[Opening DATA RECORDS section]

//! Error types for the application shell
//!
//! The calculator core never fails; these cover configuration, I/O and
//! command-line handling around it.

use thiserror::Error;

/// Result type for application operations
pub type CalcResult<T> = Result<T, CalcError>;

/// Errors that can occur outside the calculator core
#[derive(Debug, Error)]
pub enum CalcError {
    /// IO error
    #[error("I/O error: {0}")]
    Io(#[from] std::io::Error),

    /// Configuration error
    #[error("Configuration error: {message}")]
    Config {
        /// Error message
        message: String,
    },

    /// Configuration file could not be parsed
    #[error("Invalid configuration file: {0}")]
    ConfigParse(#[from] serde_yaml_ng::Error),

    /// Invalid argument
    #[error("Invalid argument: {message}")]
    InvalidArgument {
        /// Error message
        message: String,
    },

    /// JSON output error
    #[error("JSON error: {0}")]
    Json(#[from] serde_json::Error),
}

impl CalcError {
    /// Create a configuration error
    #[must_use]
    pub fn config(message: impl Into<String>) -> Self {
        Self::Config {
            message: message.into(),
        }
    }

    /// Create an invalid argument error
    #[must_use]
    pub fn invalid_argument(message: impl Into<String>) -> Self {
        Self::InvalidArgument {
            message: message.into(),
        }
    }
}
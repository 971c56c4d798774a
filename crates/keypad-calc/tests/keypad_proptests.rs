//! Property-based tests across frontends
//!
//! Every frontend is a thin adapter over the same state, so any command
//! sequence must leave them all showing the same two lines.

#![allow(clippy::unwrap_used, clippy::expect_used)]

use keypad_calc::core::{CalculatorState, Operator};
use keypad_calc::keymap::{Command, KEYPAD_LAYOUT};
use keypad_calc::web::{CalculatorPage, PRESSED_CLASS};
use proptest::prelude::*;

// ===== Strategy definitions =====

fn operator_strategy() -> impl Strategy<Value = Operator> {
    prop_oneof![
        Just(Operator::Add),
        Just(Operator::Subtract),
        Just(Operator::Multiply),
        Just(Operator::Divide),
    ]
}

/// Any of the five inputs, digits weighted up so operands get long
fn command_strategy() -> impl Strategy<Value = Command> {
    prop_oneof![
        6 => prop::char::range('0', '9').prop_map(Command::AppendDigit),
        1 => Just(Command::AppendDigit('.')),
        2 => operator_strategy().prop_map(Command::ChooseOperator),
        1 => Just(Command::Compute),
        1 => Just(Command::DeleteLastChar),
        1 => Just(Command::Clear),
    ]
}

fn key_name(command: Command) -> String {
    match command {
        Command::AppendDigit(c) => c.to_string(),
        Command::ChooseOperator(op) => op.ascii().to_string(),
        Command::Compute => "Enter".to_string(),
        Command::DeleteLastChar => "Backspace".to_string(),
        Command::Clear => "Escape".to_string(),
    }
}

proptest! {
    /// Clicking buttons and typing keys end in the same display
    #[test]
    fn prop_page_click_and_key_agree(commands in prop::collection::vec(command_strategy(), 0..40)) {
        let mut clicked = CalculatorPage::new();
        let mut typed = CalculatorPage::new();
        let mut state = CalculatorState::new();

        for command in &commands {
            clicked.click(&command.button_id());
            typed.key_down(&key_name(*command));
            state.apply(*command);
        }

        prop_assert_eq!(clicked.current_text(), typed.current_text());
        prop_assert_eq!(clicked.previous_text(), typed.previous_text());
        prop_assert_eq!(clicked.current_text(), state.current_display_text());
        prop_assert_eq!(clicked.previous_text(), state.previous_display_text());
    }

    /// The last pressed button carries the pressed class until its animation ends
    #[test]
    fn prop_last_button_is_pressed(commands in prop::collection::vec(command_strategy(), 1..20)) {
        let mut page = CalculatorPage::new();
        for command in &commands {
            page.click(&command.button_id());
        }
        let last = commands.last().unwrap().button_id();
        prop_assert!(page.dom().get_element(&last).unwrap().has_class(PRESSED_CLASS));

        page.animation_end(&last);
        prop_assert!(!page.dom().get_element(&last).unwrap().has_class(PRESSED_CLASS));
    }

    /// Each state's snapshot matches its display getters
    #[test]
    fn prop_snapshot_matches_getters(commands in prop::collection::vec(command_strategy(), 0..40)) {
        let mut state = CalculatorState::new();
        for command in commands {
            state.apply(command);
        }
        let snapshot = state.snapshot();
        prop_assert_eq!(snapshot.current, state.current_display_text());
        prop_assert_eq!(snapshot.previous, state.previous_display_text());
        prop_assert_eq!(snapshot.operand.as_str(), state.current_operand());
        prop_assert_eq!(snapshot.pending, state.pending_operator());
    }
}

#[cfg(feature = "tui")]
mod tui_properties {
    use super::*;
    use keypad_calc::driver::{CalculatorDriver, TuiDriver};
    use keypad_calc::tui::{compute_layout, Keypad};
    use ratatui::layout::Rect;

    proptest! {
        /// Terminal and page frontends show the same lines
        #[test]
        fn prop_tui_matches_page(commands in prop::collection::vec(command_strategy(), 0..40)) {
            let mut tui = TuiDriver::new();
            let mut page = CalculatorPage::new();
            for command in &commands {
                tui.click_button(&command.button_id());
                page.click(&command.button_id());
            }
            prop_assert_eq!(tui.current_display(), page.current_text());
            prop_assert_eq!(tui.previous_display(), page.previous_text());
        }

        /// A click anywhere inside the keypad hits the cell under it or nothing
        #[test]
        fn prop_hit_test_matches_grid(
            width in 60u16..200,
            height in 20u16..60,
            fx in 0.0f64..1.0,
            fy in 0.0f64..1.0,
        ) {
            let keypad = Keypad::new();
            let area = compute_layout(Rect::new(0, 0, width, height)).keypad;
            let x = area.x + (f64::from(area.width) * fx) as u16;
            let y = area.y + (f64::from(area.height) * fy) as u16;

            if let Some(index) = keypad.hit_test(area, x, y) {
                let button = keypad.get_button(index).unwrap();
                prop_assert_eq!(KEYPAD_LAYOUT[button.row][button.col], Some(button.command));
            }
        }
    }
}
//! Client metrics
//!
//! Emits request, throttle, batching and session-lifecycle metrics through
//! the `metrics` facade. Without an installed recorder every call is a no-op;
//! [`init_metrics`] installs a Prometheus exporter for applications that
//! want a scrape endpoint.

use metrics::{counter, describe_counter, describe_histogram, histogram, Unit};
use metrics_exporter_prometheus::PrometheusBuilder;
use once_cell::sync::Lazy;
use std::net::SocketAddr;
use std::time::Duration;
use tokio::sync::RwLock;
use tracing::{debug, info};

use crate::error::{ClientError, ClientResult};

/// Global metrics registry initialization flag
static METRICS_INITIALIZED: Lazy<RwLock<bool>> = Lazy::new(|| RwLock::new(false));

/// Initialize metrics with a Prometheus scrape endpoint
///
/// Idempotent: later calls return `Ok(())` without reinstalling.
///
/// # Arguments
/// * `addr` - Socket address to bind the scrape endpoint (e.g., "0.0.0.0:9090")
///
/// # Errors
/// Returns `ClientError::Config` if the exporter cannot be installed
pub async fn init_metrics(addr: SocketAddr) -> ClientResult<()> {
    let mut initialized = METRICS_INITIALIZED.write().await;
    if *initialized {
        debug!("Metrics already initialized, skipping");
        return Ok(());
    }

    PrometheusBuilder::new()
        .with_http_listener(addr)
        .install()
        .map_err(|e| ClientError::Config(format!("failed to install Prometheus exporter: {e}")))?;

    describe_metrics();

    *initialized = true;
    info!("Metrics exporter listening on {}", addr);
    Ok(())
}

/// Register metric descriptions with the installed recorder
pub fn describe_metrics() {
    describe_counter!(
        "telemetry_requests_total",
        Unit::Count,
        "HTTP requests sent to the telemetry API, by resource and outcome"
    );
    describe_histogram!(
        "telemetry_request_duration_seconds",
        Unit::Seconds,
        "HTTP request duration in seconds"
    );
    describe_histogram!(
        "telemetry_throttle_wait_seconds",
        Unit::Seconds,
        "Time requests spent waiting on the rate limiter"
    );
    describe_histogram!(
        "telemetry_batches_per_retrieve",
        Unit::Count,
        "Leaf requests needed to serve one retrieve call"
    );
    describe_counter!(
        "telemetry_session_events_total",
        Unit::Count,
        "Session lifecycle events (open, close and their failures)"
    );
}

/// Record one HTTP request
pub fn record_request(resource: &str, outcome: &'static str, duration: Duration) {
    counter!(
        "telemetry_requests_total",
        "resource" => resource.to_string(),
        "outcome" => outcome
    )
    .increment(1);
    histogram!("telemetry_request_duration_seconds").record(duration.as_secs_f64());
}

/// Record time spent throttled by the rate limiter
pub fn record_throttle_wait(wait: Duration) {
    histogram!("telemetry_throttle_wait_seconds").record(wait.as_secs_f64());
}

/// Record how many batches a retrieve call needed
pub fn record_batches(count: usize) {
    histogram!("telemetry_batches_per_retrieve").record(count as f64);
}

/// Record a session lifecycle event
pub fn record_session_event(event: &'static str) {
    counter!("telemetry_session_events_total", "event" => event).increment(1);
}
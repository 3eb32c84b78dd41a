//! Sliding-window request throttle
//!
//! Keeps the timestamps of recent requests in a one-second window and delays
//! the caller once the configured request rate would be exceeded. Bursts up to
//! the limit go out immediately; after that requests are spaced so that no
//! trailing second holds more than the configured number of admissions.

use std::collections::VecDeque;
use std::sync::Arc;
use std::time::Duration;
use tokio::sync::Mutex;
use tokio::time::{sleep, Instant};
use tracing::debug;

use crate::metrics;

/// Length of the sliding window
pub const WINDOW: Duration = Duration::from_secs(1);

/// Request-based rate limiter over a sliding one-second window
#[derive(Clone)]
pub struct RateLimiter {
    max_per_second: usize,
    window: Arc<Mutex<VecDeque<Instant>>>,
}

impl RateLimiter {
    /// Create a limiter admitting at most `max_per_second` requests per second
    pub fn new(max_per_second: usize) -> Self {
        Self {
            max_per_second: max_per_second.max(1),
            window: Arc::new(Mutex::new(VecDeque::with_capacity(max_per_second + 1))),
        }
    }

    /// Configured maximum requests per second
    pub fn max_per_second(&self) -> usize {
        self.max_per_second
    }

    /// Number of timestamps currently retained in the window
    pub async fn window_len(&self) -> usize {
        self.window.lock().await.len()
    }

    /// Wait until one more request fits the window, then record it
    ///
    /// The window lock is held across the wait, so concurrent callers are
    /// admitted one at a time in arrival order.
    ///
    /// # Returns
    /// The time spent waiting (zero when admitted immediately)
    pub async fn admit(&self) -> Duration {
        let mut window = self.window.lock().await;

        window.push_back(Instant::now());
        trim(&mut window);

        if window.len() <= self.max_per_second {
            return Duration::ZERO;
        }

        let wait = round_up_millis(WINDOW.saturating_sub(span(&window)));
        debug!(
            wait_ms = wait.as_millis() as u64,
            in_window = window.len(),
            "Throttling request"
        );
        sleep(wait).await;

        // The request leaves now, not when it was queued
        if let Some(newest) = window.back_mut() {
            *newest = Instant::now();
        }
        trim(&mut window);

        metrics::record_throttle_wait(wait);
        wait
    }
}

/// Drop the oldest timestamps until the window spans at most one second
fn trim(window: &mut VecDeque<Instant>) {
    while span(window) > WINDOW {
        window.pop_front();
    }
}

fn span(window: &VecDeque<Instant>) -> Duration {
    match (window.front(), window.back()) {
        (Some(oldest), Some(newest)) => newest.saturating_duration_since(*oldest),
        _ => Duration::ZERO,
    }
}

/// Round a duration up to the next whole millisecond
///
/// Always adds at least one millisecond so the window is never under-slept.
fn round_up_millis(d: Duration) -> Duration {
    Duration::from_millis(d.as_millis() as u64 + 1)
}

[Closing DATA RECORDS section]

Where the listing above reaches the line that contains "#![allow(clippy::unwrap_used, clippy::expect_used)]", start retyping, and finish with the line that contains "fn operator_strategy() ->"; reproduce those lines exactly and no others.

§ PROBLEM SOLUTION:
#![allow(clippy::unwrap_used, clippy::expect_used)]

use keypad_calc::core::{CalculatorState, Operator};
use keypad_calc::keymap::{Command, KEYPAD_LAYOUT};
use keypad_calc::web::{CalculatorPage, PRESSED_CLASS};
use proptest::prelude::*;

// ===== Strategy definitions =====

fn operator_strategy() -> impl Strategy<Value = Operator> {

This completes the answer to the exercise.